In terminals limited by edge and power, AI devices are limited to energy consumption, an order of magnitude lower than those of the graphic processors used in AI servers; Dozens of watts of the first compared to hundreds of watts of the second. LSI overcomes these restrictions by implementing an NTT engine AI conclusions. This engine reduces the computing complexity, while guaranteeing the accuracy of detection, improving the efficiency of calculations, using the correlation of the frame and dynamic control of the domestic precision. Performing the object detection algorithm, you only look once (Yolov3) using this LSI, it is possible with energy consumption of less than 20 watts.

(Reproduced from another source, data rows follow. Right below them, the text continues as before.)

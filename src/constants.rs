//! Internal constants for the polyline wire format.

/// Fixed-point scale: coordinates are stored as `round(value * 1e5)`.
pub(crate) const PRECISION: f64 = 100_000.0;

/// Bits per output digit.
pub(crate) const CHUNK_SIZE: u32 = 5;

/// Added to every digit to land in printable ASCII (`?`..`~`).
pub(crate) const ASCII_OFFSET: i32 = 63;

/// Low five bits of a digit: the payload.
pub(crate) const MASK_5_BIT: i32 = 0x1F;

/// Bit 5 of a digit: "more digits follow for this axis".
pub(crate) const CONTINUATION_BIT: i32 = 0x20;

/// Lowest byte value a valid digit can take (`?`).
pub(crate) const MIN_DIGIT: u8 = ASCII_OFFSET as u8;

/// Highest byte value a valid digit can take (`~`).
pub(crate) const MAX_DIGIT: u8 = (ASCII_OFFSET + MASK_5_BIT + CONTINUATION_BIT) as u8;

/// Hard cap on the encoded length of one point (both axes).
///
/// A 32-bit zig-zagged value needs at most 7 digits, but coordinates
/// within ±180° never exceed 6 per axis. Exceeding this bound is
/// reported as a zero-length encoding, never as a truncated one.
pub(crate) const POINT_MAX_LEN: usize = 12;
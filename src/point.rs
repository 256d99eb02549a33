//! Point struct for coordinate pairs.

use serde::{Deserialize, Serialize};

/// A geographic coordinate pair
///
/// Latitude and longitude are nominally in degrees, but the codec
/// treats them as opaque reals and performs no range validation.
#[derive(Debug, Clone, Copy, Default, PartialEq, Serialize, Deserialize)]
pub struct Point {
    /// Latitude in degrees
    pub lat: f64,
    /// Longitude in degrees
    pub lon: f64,
}

impl Point {
    /// The delta reference every polyline starts from.
    pub const ORIGIN: Self = Self { lat: 0.0, lon: 0.0 };

    /// Create a point from latitude and longitude
    #[inline]
    #[must_use]
    pub const fn new(lat: f64, lon: f64) -> Self {
        Self { lat, lon }
    }
}

impl From<(f64, f64)> for Point {
    #[inline]
    fn from((lat, lon): (f64, f64)) -> Self {
        Self { lat, lon }
    }
}
//! Error types for strict polyline decoding.

use std::fmt;

/// Error returned by [`decode_line_checked`](crate::decode_line_checked)
///
/// The lenient APIs ([`decode_line`](crate::decode_line) and
/// [`StepDecoder::step`](crate::StepDecoder::step)) never produce
/// errors; they report progress through counts and step results.
#[derive(Debug, Clone, Copy, PartialEq, Eq)]
pub enum DecodeError {
    /// A byte outside the polyline digit alphabet (`?`..`~`)
    InvalidByte { byte: u8, offset: usize },
    /// Input ended in the middle of a point
    TruncatedInput,
}

impl fmt::Display for DecodeError {
    fn fmt(&self, f: &mut fmt::Formatter<'_>) -> fmt::Result {
        match self {
            Self::InvalidByte { byte, offset } => {
                write!(f, "byte 0x{byte:02X} at offset {offset} is not a polyline digit")
            }
            Self::TruncatedInput => write!(f, "input ended in the middle of a point"),
        }
    }
}

impl std::error::Error for DecodeError {}
#![no_main]

use libfuzzer_sys::fuzz_target;
use polystep::{decode_line, encode_line, Point};

fuzz_target!(|data: &[u8]| {
    if data.len() < 2 {
        return;
    }

    // First 2 bytes pick the output budget; the rest become points.
    let max_len = usize::from(u16::from_le_bytes([data[0], data[1]])) % 512;
    let points: Vec<Point> = data[2..]
        .chunks_exact(8)
        .map(|chunk| {
            let lat = i32::from_le_bytes([chunk[0], chunk[1], chunk[2], chunk[3]]);
            let lon = i32::from_le_bytes([chunk[4], chunk[5], chunk[6], chunk[7]]);
            Point::new(
                f64::from(lat.clamp(-18_000_000, 18_000_000)) * 1e-5,
                f64::from(lon.clamp(-18_000_000, 18_000_000)) * 1e-5,
            )
        })
        .collect();

    let mut full = String::new();
    encode_line(&points, &mut full, points.len() * 12);

    let mut out = String::new();
    let n = encode_line(&points, &mut out, max_len);

    // Property 1: the budget is respected and the count is honest.
    assert!(out.len() <= max_len);
    assert!(n <= points.len());

    // Property 2: a truncated encoding is a clean prefix of the full
    // one, holding exactly the counted points.
    assert!(full.starts_with(&out));
    assert_eq!(decode_line(&out, points.len() + 1).len(), n);
});
#![no_main]

use libfuzzer_sys::fuzz_target;
use polystep::{decode_line, decode_line_checked};

fuzz_target!(|data: &[u8]| {
    let Ok(input) = std::str::from_utf8(data) else {
        return;
    };

    // Property 1: arbitrary input never panics and honors the cap.
    let decoded = decode_line(input, 64);
    assert!(decoded.len() <= 64);

    // Property 2: the checked decoder never panics, and when it
    // accepts the input it agrees with the lenient driver.
    if let Ok(checked) = decode_line_checked(input) {
        let lenient = decode_line(input, checked.len() + 1);
        assert_eq!(checked, lenient);
    }
});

NTT plans to commercialize this LSI within the fiscal 2025 through its operating company NTT Innovative Devices Corporation. NTT announced and demonstrated this LSI at Upgrade, the annual meeting of the company’s study and innovation company. Upgrading 2025 takes place in San Francisco April 9-10, 2025.
Looking forward, researchers study the application of this LSI to data -oriented infrastructure (DCI) of the innovative optical and wireless network initiative (IWN), led by NTT and IOWN Global Forum. DCI uses high-speed and low latency capabilities of the IWN All-Photonics Network to cope with the challenges of modern network infrastructure, including obstacles to scale, operating restrictions and high energy consumption.
In addition, NTT researchers collaborate with NTT Data, Inc. Concerning the development of this LSI in connection with its own attribute -based technologies (ABE). ABE enables fine grainy access control and flexible data policy setting, such as shared secretion technologies allow for secure sharing data that can be integrated into existing applications and data stores.
IWN identity

And yesterday NTT announced that Akkira Shimada, President and CEO of NTT, and Kawazoe, Senior Executive Vice President and CTO of NTT, publish a book, IWN identityin which they discuss the IOWN initiative (innovative optical and wireless network), led by NTT, global
Technological leader.
The recently translated book explores NTT’s vision for IOWN and how it will enable a more resilient society in an increasingly managed world.
IWN identity is now available on Amazon after posting during the NTT Annual Summit for Research and Innovation, upgrade. Upgrading 2025 takes place in San Francisco April 9-10, 2025.